Federal Republic of Canada
Timeline: Cinco De Mayo
Flag of Canada
Flag Canada
North America Political Canada CDM
Location Canada
Anthem "O Canada"
Capital Ottawa
Largest city Toronto
Other cities Hamilton, Calgary, Vancouver, Winnipeg, Halifax
  others French
Ethnic Groups
European White
  others African, Indian, Indigenous
Demonym Canadian
Government Parliamentary Republic
  legislature Parliament of Canada
President Stephen Harper
Prime Minister Peter MacKay
Population 28,567,145 
Established 1991
Independence from Britain
  declared 1991
  recognized 1991
Currency Canadian pound
Internet TLD .ca

The Federal Republic of Canada (French: Republique Federal du Canada) is a parliamentary democracy, organized as a federal republic consisting of sixteen provinces and a federal district. Prior to 1991, it was a quasi-independent Republic of the British Union, although after 1945 it operated with almost complete political autonomy within the British Commonwealth, albeit with considerable influence and pressure from London. In 1991, with the collapse of the British Empire, Canada formally withdrew from the Commonwealth and declared itself an independent republic. In 1995, the province of Quebec formally seceded from Canada to form the Republic of Quebec. Quebec's secession led to the 1996 Constitutional Reforms which devolved further authority to the provinces and territories, thus effectively federalizing the country.
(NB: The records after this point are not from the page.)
//! In-process caches backing offline and degraded answers.
//!
//! Caches are plain objects constructed once by the host and shared by
//! `Arc` with the services that need them.

pub mod bounded;
pub mod normalize;
pub mod response;
pub mod video;
pub mod writer;

pub use bounded::BoundedMap;
pub use normalize::{normalize, significant_words};
pub use response::{CacheHit, CacheMatch, ResponseCache};
pub use video::VideoCache;
pub use writer::CacheWriter;
//! Network-facing services: chat completion, video search and details, and
//! the connectivity probe. Every service degrades to offline content rather
//! than leaving the user without an answer.

pub mod chat;
pub mod offline;
pub mod probe;
pub mod transport;
pub mod video;

pub use chat::{ChatCompletionClient, PromptVariant};
pub use probe::ConnectivityProbe;
pub use transport::{HttpRequest, HttpResponse, HttpTransport, Method, MockTransport, ReqwestTransport};
pub use video::{VideoInfoService, VideoSearchService};
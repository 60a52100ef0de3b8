//! Team-roster composition collaborator.

use std::sync::Arc;

use async_trait::async_trait;

use tribune_core::error::ProviderError;
use tribune_core::types::ApiKeys;
use tribune_provider::chat::{ChatCompletionClient, PromptVariant};

/// Builds a team proposal from the user's request.
#[async_trait]
pub trait TeamComposer: Send + Sync {
    async fn compose(&self, keys: &ApiKeys, request: &str) -> Result<String, ProviderError>;
}

/// [`TeamComposer`] that asks the chat provider for a structured plan.
pub struct ChatTeamComposer {
    client: Arc<ChatCompletionClient>,
}

impl ChatTeamComposer {
    pub fn new(client: Arc<ChatCompletionClient>) -> Self {
        Self { client }
    }
}

pub(crate) fn team_prompt(request: &str) -> String {
    format!(
        "Un responsable du MRC souhaite constituer une équipe : \"{}\"\n\
         Propose une composition avec les rôles (coordination, communication, mobilisation, \
         logistique, trésorerie), le profil attendu pour chaque rôle et une première feuille \
         de route.",
        request.trim()
    )
}

#[async_trait]
impl TeamComposer for ChatTeamComposer {
    async fn compose(&self, keys: &ApiKeys, request: &str) -> Result<String, ProviderError> {
        Ok(self
            .client
            .complete_prompt(
                keys.chat(),
                request,
                &team_prompt(request),
                PromptVariant::CourseGeneration,
            )
            .await)
    }
}

#[cfg(test)]
mod tests {
    use super::*;
    use tribune_cache::ResponseCache;
    use tribune_core::config::ChatProviderConfig;
    use tribune_core::connectivity::ConnectivityMonitor;
    use tribune_provider::transport::MockTransport;

    #[tokio::test]
    async fn test_chat_composer_uses_course_variant() {
        let body = serde_json::json!({"choices": [{"message": {"content": "Équipe proposée"}}]})
            .to_string();
        let mock = Arc::new(MockTransport::new().respond("chat", 200, body));
        let config = ChatProviderConfig {
            endpoint: "https://chat.test/v1".to_string(),
            ..ChatProviderConfig::default()
        };
        let client = Arc::new(ChatCompletionClient::new(
            &config,
            mock.clone(),
            Arc::new(ResponseCache::default()),
            Arc::new(ConnectivityMonitor::new(true)),
        ));
        let keys = ApiKeys {
            chat_provider_key: Some("sk".to_string()),
            video_provider_key: None,
        };

        let answer = ChatTeamComposer::new(client)
            .compose(&keys, "une équipe pour Douala")
            .await
            .unwrap();
        assert_eq!(answer, "Équipe proposée");
        let body = mock.requests()[0].body.clone().unwrap();
        assert_eq!(body["max_tokens"], PromptVariant::CourseGeneration.max_tokens());
        assert!(body["messages"][1]["content"]
            .as_str()
            .unwrap()
            .contains("une équipe pour Douala"));
    }
}
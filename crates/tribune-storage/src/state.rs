//! Durable key/value client state.
//!
//! Each collaborator owns a fixed key and stores one JSON document under it.

use std::collections::HashMap;
use std::sync::{Arc, Mutex};

use rusqlite::OptionalExtension;

use tribune_core::error::TribuneError;

use crate::db::Database;

/// Conversation log, a JSON array of messages.
pub const CONVERSATION_KEY: &str = "tribune.conversation";
/// Offline response cache, a JSON object of normalized question to answer.
pub const RESPONSE_CACHE_KEY: &str = "tribune.response_cache";
/// Provider keys, written by the settings collaborator.
pub const SETTINGS_KEY: &str = "tribune.settings.api_keys";

/// Key/value persistence for client state.
pub trait StateStore: Send + Sync {
    fn read(&self, key: &str) -> Result<Option<String>, TribuneError>;
    fn write(&self, key: &str, value: &str) -> Result<(), TribuneError>;
    fn remove(&self, key: &str) -> Result<(), TribuneError>;
}

/// [`StateStore`] backed by the `kv_state` SQLite table.
#[derive(Debug)]
pub struct SqliteStateStore {
    db: Arc<Database>,
}

impl SqliteStateStore {
    pub fn new(db: Arc<Database>) -> Self {
        Self { db }
    }
}

impl StateStore for SqliteStateStore {
    fn read(&self, key: &str) -> Result<Option<String>, TribuneError> {
        self.db.with_conn(|conn| {
            conn.query_row(
                "SELECT value FROM kv_state WHERE key = ?1",
                rusqlite::params![key],
                |row| row.get(0),
            )
            .optional()
            .map_err(|e| TribuneError::Storage(format!("Failed to read {}: {}", key, e)))
        })
    }

    fn write(&self, key: &str, value: &str) -> Result<(), TribuneError> {
        self.db.with_conn(|conn| {
            conn.execute(
                "INSERT INTO kv_state (key, value, updated_at)
                 VALUES (?1, ?2, strftime('%s', 'now'))
                 ON CONFLICT(key) DO UPDATE SET
                    value = excluded.value,
                    updated_at = excluded.updated_at",
                rusqlite::params![key, value],
            )
            .map_err(|e| TribuneError::Storage(format!("Failed to write {}: {}", key, e)))?;
            Ok(())
        })
    }

    fn remove(&self, key: &str) -> Result<(), TribuneError> {
        self.db.with_conn(|conn| {
            conn.execute("DELETE FROM kv_state WHERE key = ?1", rusqlite::params![key])
                .map_err(|e| TribuneError::Storage(format!("Failed to remove {}: {}", key, e)))?;
            Ok(())
        })
    }
}

/// Process-local [`StateStore`], used for ephemeral sessions and tests.
#[derive(Debug, Default)]
pub struct MemoryStateStore {
    entries: Mutex<HashMap<String, String>>,
    writes: Mutex<u64>,
}

impl MemoryStateStore {
    pub fn new() -> Self {
        Self::default()
    }

    /// Number of successful writes so far.
    pub fn write_count(&self) -> u64 {
        self.writes.lock().map(|w| *w).unwrap_or(0)
    }
}

impl StateStore for MemoryStateStore {
    fn read(&self, key: &str) -> Result<Option<String>, TribuneError> {
        let entries = self
            .entries
            .lock()
            .map_err(|e| TribuneError::Storage(format!("state lock poisoned: {}", e)))?;
        Ok(entries.get(key).cloned())
    }

    fn write(&self, key: &str, value: &str) -> Result<(), TribuneError> {
        let mut entries = self
            .entries
            .lock()
            .map_err(|e| TribuneError::Storage(format!("state lock poisoned: {}", e)))?;
        entries.insert(key.to_string(), value.to_string());
        if let Ok(mut writes) = self.writes.lock() {
            *writes += 1;
        }
        Ok(())
    }

    fn remove(&self, key: &str) -> Result<(), TribuneError> {
        let mut entries = self
            .entries
            .lock()
            .map_err(|e| TribuneError::Storage(format!("state lock poisoned: {}", e)))?;
        entries.remove(key);
        Ok(())
    }
}

#[cfg(test)]
mod tests {
    use super::*;

    fn sqlite_store() -> SqliteStateStore {
        SqliteStateStore::new(Arc::new(Database::in_memory().unwrap()))
    }

    #[test]
    fn test_sqlite_read_missing_key() {
        assert_eq!(sqlite_store().read("absent").unwrap(), None);
    }

    #[test]
    fn test_sqlite_write_then_overwrite() {
        let store = sqlite_store();
        store.write(CONVERSATION_KEY, "[]").unwrap();
        store.write(CONVERSATION_KEY, "[1]").unwrap();
        assert_eq!(store.read(CONVERSATION_KEY).unwrap().as_deref(), Some("[1]"));
    }

    #[test]
    fn test_sqlite_keys_are_independent() {
        let store = sqlite_store();
        store.write(CONVERSATION_KEY, "[]").unwrap();
        store.write(RESPONSE_CACHE_KEY, "{}").unwrap();
        store.remove(CONVERSATION_KEY).unwrap();
        assert_eq!(store.read(CONVERSATION_KEY).unwrap(), None);
        assert_eq!(store.read(RESPONSE_CACHE_KEY).unwrap().as_deref(), Some("{}"));
    }

    #[test]
    fn test_sqlite_state_survives_reopen() {
        let dir = tempfile::tempdir().unwrap();
        let path = dir.path().join("state.db");
        {
            let store = SqliteStateStore::new(Arc::new(Database::new(&path).unwrap()));
            store.write(SETTINGS_KEY, r#"{"chatProviderKey":"k"}"#).unwrap();
        }
        let store = SqliteStateStore::new(Arc::new(Database::new(&path).unwrap()));
        assert!(store.read(SETTINGS_KEY).unwrap().unwrap().contains("chatProviderKey"));
    }

    #[test]
    fn test_memory_store_counts_writes() {
        let store = MemoryStateStore::new();
        assert_eq!(store.write_count(), 0);
        store.write("a", "1").unwrap();
        store.write("a", "2").unwrap();
        assert_eq!(store.write_count(), 2);
        assert_eq!(store.read("a").unwrap().as_deref(), Some("2"));
        store.remove("a").unwrap();
        assert_eq!(store.read("a").unwrap(), None);
    }
}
Canada is the largest nation by total landmass in the world, only 200 sq mi larger than the Russian Federation. Its largest city is Toronto, and its capital is Ottawa. Since emerging from a recession in the late 1990's, it has been the world's second-fastest growing economy and as of 2011 is the eighth-largest economy in the world.
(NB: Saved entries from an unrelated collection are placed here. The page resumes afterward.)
//! Static content served when providers are unreachable.

use tribune_core::error::ErrorKind;
use tribune_core::types::{VideoDetail, VideoSummary};

/// Transcript text for every [`VideoDetail`]. Transcript extraction is not
/// supported.
pub const TRANSCRIPT_PLACEHOLDER: &str =
    "Transcription non disponible : l'extraction des sous-titres n'est pas prise en charge.";

/// Answer returned when neither the cache nor a topical rule applies.
pub const OFFLINE_GENERIC_ANSWER: &str =
    "Je suis actuellement hors ligne et mes réponses sont limitées. Reconnectez-vous ou \
     configurez votre clé API dans les paramètres pour obtenir une réponse complète.";

/// A canned answer selected when any of its keywords appears in the
/// normalized question.
#[derive(Debug)]
pub struct TopicalRule {
    pub keywords: &'static [&'static str],
    pub answer: &'static str,
}

/// Evaluated in order; the first rule with a matching keyword wins.
pub static TOPICAL_RULES: &[TopicalRule] = &[
    TopicalRule {
        keywords: &["kamto", "président", "president"],
        answer: "Maurice Kamto est le président national du Mouvement pour la Renaissance \
                 du Cameroun (MRC). Juriste et professeur de droit international, ancien \
                 ministre délégué à la Justice, il a été le candidat du MRC à l'élection \
                 présidentielle de 2018. (Réponse hors ligne)",
    },
    TopicalRule {
        keywords: &["programme", "politique"],
        answer: "Le programme du MRC repose sur la refondation des institutions, la bonne \
                 gouvernance et la lutte contre la corruption, la décentralisation, la \
                 relance de l'économie et de l'emploi des jeunes, ainsi que l'accès de tous \
                 à l'éducation et à la santé. (Réponse hors ligne)",
    },
    TopicalRule {
        keywords: &["adhérer", "adhésion", "adhesion", "membre", "militant"],
        answer: "Pour adhérer au MRC, rapprochez-vous de la cellule ou du comité de base le \
                 plus proche de chez vous, ou de la représentation du parti dans votre \
                 région. Une carte de membre vous sera remise. (Réponse hors ligne)",
    },
    TopicalRule {
        keywords: &["histoire", "création", "fondé", "fondation"],
        answer: "Le Mouvement pour la Renaissance du Cameroun a été créé en 2012. Il s'est \
                 imposé comme l'une des principales forces de l'opposition camerounaise. \
                 (Réponse hors ligne)",
    },
    TopicalRule {
        keywords: &["élection", "election", "scrutin", "vote"],
        answer: "Le MRC appelle à une réforme consensuelle du système électoral afin de \
                 garantir des scrutins transparents. Inscrivez-vous sur les listes \
                 électorales pour faire entendre votre voix. (Réponse hors ligne)",
    },
];

/// First topical answer whose keyword appears in `normalized`.
pub fn topical_answer(normalized: &str) -> Option<&'static str> {
    TOPICAL_RULES
        .iter()
        .find(|rule| rule.keywords.iter().any(|k| normalized.contains(k)))
        .map(|rule| rule.answer)
}

/// Results served by video search while offline.
pub fn offline_videos() -> Vec<VideoSummary> {
    [
        (
            "offline-mrc-01",
            "Présentation du MRC",
            "Les valeurs et l'organisation du Mouvement pour la Renaissance du Cameroun.",
            "2023-01-15T10:00:00Z",
        ),
        (
            "offline-mrc-02",
            "Discours de Maurice Kamto",
            "Allocution du président national du MRC.",
            "2023-03-02T18:30:00Z",
        ),
        (
            "offline-mrc-03",
            "Le programme du MRC expliqué",
            "Les grands axes du projet de société du MRC.",
            "2023-05-20T09:00:00Z",
        ),
        (
            "offline-mrc-04",
            "Interview : la vision du MRC pour le Cameroun",
            "Entretien sur la gouvernance, l'économie et la jeunesse.",
            "2023-07-11T14:00:00Z",
        ),
        (
            "offline-mrc-05",
            "Mobilisation des militants",
            "Conseils pratiques pour animer une cellule de base.",
            "2023-09-08T16:45:00Z",
        ),
    ]
    .into_iter()
    .map(|(id, title, description, published_at)| VideoSummary {
        id: id.to_string(),
        title: title.to_string(),
        description: description.to_string(),
        thumbnail_url: String::new(),
        published_at: published_at.to_string(),
    })
    .collect()
}

/// Detail served by the info service while offline.
pub fn offline_detail() -> VideoDetail {
    VideoDetail {
        title: "Contenu hors ligne".to_string(),
        description: "Vous êtes hors ligne. Les informations détaillées de cette vidéo seront \
                      disponibles une fois la connexion rétablie."
            .to_string(),
        transcript: TRANSCRIPT_PLACEHOLDER.to_string(),
    }
}

/// Explanatory detail substituted for a failed lookup.
pub fn placeholder_detail(kind: ErrorKind) -> VideoDetail {
    let (title, description) = match kind {
        ErrorKind::NetworkError => (
            "Vidéo indisponible",
            "Impossible de joindre la plateforme vidéo. Vérifiez votre connexion internet.",
        ),
        ErrorKind::InvalidApiKey => (
            "Clé API vidéo invalide",
            "La clé API vidéo a été refusée. Mettez-la à jour dans les paramètres.",
        ),
        ErrorKind::QuotaExceeded => (
            "Quota vidéo atteint",
            "Le quota quotidien de la plateforme vidéo est épuisé. Réessayez plus tard.",
        ),
        _ => (
            "Informations limitées",
            "Les informations de cette vidéo n'ont pas pu être récupérées pour le moment.",
        ),
    };
    VideoDetail {
        title: title.to_string(),
        description: description.to_string(),
        transcript: TRANSCRIPT_PLACEHOLDER.to_string(),
    }
}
Canada is an independent, constitutional republic and is a parliamentary democracy. It is regarded as the constitutional successor to the Confederation of Canada and the Canadian government in exile. The Federal Republic of Canada was declared in 1991 following the approval of the 1990 Canadian Constitution. Following the independence of Quebec in 1995, the Parliament of Canada convened a constitutional convention that included representatives of the various provinces and signed a variety of reforms in April of 1996 that devolved further power to the provinces, including self-taxation, the authority to form a Provincial Guard, the ability to popularly elect Provincial Governors, and the establishment of a provincial judicial system. This decentralization of power was seen as likely helping the further devolution of Canada. The 1996 Convention on the Canadian Constitution (3C96) also included reforms allowing for a proportionally represented Senate with equal seats for each province.
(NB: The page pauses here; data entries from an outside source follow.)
//! Database connection management.
//!
//! Wraps a single rusqlite Connection in a Mutex for thread-safe access.
//! Configures WAL mode and recommended PRAGMAs on initialization.

use std::path::Path;
use std::sync::Mutex;

use rusqlite::Connection;
use tracing::info;

use tribune_core::error::TribuneError;

use crate::migrations;

/// Thread-safe SQLite database wrapper.
pub struct Database {
    conn: Mutex<Connection>,
}

impl Database {
    /// Open (or create) a database at the given path.
    ///
    /// Configures WAL mode, synchronous=NORMAL and runs all pending
    /// migrations.
    pub fn new(path: &Path) -> Result<Self, TribuneError> {
        if let Some(parent) = path.parent() {
            std::fs::create_dir_all(parent)?;
        }

        let conn = Connection::open(path)
            .map_err(|e| TribuneError::Storage(format!("Failed to open database: {}", e)))?;

        conn.execute_batch(
            "PRAGMA journal_mode = WAL;
             PRAGMA synchronous = NORMAL;",
        )
        .map_err(|e| TribuneError::Storage(format!("Failed to set pragmas: {}", e)))?;

        info!("Database opened at {}", path.display());

        let db = Self {
            conn: Mutex::new(conn),
        };
        db.with_conn(migrations::run_migrations)?;
        Ok(db)
    }

    /// Open an in-memory database (for testing).
    pub fn in_memory() -> Result<Self, TribuneError> {
        let conn = Connection::open_in_memory()
            .map_err(|e| TribuneError::Storage(format!("Failed to open in-memory db: {}", e)))?;

        let db = Self {
            conn: Mutex::new(conn),
        };
        db.with_conn(migrations::run_migrations)?;
        Ok(db)
    }

    /// Execute a closure with a reference to the underlying connection.
    ///
    /// The mutex is held for the duration of the closure.
    pub fn with_conn<F, T>(&self, f: F) -> Result<T, TribuneError>
    where
        F: FnOnce(&Connection) -> Result<T, TribuneError>,
    {
        let conn = self
            .conn
            .lock()
            .map_err(|e| TribuneError::Storage(format!("Database lock poisoned: {}", e)))?;
        f(&conn)
    }
}

impl std::fmt::Debug for Database {
    fn fmt(&self, f: &mut std::fmt::Formatter<'_>) -> std::fmt::Result {
        f.debug_struct("Database").finish()
    }
}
The provinces of Canada - British Columbia, Alberta, Saskatchewan, Manitoba, Ontario, Newfoundland, Nova Scotia, New Brunswick and Prince Edward Island - all have popularly-elected "Legislative Assemblies" whose members are called MLAs. Each province also elects an executive known as a Governor who serves the same purpose at the provincial level as the President on the Federal level. The three Territories of Canada - Yukon, the Northwest Territories and Nunavut - all have Governors appointed by the Senate of Canada and their Legislative Assemblies have much less home-rule power. Each Legislative Assembly is headed by a Premier, who serves the same purpose within that body as the Prime Minister on the federal level.